EXTRACTED MATERIAL>
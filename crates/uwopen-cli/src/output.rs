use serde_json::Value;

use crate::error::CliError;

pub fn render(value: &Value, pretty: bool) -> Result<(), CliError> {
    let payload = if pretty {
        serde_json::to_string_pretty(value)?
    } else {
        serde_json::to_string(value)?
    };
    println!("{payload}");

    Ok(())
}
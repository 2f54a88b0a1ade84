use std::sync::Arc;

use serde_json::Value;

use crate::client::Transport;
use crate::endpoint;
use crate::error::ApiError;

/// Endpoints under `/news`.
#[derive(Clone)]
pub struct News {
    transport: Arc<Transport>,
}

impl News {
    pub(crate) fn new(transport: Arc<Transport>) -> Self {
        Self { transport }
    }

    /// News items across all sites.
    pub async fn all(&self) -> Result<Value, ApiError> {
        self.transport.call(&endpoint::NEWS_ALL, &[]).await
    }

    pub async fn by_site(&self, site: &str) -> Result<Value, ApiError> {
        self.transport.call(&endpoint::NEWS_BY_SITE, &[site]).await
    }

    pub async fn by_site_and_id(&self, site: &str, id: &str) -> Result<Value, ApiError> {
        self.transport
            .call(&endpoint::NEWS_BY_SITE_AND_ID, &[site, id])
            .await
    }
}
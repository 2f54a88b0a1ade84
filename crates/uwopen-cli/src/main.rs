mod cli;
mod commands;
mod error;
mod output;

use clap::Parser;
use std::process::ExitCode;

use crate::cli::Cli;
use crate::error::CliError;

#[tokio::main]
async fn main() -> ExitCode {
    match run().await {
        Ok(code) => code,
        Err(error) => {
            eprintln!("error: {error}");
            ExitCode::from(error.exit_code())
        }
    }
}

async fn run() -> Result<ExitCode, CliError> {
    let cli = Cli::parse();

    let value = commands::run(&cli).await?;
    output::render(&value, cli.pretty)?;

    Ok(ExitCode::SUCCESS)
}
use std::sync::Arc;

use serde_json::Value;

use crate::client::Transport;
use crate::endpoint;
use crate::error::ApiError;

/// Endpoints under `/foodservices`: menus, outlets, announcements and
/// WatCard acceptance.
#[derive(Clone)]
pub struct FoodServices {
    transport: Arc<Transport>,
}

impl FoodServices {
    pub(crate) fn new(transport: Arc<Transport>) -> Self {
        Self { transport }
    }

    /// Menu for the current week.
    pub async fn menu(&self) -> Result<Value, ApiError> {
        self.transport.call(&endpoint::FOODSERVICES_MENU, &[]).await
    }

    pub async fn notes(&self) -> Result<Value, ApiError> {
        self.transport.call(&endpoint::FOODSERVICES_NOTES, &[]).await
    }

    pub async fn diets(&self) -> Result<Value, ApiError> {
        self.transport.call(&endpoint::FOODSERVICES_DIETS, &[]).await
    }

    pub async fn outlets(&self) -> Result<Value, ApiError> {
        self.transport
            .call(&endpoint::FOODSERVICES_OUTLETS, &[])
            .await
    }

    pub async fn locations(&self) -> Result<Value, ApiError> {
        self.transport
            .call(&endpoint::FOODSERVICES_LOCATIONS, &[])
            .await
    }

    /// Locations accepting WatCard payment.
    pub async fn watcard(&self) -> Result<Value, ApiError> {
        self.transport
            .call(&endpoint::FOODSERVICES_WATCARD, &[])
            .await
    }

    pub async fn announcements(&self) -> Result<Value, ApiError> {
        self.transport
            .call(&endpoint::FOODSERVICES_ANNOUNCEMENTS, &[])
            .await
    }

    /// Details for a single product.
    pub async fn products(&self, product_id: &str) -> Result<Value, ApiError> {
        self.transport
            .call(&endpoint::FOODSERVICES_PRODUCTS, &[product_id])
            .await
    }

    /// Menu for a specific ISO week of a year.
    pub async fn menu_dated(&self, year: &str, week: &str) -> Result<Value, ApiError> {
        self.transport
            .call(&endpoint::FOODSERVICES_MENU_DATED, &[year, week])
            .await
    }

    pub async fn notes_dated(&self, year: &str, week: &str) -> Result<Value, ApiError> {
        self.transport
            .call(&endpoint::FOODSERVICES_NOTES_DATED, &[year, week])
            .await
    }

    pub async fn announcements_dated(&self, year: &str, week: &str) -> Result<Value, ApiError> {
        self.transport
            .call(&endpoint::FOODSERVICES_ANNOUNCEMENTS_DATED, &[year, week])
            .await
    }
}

==

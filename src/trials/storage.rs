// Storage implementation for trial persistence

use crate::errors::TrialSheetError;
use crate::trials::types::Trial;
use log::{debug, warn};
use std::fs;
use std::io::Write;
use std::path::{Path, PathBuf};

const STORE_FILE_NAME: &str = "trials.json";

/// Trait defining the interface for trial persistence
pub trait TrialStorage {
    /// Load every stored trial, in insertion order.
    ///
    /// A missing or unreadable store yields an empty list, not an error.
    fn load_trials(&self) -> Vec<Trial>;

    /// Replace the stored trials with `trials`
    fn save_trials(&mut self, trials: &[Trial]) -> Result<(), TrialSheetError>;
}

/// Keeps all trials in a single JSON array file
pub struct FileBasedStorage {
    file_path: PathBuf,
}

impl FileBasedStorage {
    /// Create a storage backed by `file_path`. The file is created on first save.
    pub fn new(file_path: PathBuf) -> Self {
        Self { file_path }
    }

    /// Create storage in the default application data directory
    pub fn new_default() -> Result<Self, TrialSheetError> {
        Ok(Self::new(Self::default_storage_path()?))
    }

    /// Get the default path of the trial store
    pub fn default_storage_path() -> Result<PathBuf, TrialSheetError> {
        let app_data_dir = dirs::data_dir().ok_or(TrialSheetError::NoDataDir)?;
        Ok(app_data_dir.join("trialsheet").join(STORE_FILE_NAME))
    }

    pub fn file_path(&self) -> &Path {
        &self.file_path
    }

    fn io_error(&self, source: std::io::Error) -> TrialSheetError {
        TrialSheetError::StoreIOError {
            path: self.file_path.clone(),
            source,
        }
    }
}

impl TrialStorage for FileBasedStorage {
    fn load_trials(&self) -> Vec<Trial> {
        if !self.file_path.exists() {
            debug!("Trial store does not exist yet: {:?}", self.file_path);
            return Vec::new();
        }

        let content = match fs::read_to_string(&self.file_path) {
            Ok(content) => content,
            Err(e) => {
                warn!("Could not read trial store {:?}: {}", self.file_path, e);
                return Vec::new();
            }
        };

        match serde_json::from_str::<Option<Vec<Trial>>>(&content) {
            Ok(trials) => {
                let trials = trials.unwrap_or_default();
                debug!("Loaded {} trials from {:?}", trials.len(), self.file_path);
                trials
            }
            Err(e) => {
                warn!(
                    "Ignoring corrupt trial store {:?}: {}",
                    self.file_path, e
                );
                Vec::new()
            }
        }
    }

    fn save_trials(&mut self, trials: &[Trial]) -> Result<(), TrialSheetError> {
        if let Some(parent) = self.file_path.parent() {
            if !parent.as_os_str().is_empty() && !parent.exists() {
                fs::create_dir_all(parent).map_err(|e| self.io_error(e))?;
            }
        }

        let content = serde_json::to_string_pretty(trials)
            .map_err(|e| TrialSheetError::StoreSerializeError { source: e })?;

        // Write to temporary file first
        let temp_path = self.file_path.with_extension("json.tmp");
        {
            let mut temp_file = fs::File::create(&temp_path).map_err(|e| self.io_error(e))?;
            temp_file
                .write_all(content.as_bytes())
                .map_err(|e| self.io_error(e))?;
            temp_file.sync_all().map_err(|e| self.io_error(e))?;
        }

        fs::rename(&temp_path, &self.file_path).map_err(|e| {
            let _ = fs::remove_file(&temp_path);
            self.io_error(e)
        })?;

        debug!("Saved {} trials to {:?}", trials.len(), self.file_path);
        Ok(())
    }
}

...

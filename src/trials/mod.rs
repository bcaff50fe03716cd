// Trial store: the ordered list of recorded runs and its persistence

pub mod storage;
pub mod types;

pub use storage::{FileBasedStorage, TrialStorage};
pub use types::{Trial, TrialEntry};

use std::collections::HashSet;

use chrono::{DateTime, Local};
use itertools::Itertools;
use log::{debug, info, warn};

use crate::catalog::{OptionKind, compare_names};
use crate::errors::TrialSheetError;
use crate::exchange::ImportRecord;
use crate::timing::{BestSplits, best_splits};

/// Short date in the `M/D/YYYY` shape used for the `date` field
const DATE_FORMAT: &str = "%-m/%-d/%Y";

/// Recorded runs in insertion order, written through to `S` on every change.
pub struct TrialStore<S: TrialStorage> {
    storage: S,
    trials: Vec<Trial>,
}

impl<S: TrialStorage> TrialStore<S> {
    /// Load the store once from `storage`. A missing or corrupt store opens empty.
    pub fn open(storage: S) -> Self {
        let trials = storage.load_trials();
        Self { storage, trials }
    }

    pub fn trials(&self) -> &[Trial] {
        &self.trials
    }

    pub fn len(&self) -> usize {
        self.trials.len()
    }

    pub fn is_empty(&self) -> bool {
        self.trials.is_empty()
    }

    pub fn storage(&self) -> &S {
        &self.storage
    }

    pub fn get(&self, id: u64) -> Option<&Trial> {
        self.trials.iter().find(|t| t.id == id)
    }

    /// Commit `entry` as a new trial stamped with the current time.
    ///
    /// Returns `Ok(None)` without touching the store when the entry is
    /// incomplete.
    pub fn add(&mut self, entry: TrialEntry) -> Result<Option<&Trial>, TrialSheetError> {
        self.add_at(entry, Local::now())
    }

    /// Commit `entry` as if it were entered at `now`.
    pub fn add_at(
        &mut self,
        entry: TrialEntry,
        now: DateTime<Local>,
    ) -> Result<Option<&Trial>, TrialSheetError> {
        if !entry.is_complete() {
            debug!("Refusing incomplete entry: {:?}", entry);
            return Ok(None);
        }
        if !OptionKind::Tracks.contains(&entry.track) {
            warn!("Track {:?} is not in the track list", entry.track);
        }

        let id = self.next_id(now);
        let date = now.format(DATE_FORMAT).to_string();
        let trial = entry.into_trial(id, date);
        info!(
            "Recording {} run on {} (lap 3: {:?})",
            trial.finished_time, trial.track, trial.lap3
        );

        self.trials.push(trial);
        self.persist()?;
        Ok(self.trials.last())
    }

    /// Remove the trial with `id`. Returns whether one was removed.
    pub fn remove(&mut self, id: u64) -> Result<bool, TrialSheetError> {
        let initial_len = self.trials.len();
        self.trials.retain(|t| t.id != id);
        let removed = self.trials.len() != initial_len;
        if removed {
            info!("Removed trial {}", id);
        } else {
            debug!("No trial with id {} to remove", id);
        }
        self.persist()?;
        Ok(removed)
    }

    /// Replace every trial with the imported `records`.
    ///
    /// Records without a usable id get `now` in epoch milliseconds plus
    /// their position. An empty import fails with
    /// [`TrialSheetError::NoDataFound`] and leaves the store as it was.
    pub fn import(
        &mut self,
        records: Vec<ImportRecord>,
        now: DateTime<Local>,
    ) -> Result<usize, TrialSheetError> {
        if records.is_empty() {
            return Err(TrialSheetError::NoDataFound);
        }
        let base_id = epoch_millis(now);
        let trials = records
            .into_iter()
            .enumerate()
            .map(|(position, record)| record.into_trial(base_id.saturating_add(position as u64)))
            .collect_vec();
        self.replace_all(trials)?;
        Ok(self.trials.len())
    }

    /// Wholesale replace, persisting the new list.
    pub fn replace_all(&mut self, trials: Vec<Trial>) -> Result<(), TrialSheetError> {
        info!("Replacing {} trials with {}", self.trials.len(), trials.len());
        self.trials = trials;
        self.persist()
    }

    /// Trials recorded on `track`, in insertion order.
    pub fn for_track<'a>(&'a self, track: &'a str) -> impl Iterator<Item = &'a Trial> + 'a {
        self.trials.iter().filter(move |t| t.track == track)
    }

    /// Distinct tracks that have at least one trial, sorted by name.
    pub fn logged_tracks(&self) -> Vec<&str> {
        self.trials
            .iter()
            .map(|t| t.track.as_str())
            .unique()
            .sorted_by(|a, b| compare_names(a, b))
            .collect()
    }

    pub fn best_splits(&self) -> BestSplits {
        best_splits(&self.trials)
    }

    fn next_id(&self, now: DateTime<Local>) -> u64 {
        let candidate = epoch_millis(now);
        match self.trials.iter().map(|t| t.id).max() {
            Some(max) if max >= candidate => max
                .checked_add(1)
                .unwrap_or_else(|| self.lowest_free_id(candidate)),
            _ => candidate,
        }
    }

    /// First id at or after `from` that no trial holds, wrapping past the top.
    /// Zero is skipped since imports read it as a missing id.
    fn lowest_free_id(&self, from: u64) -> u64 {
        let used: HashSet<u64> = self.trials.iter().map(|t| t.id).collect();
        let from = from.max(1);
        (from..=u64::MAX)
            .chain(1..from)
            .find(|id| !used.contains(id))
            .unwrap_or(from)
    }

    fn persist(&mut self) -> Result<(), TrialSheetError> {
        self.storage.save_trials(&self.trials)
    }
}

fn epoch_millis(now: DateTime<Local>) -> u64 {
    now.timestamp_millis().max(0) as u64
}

TASK>
Show a copy of each line from the data that includes the word "persistence".

TASK ANSWER>
// Storage implementation for trial persistence
/// Trait defining the interface for trial persistence
// Trial store: the ordered list of recorded runs and its persistence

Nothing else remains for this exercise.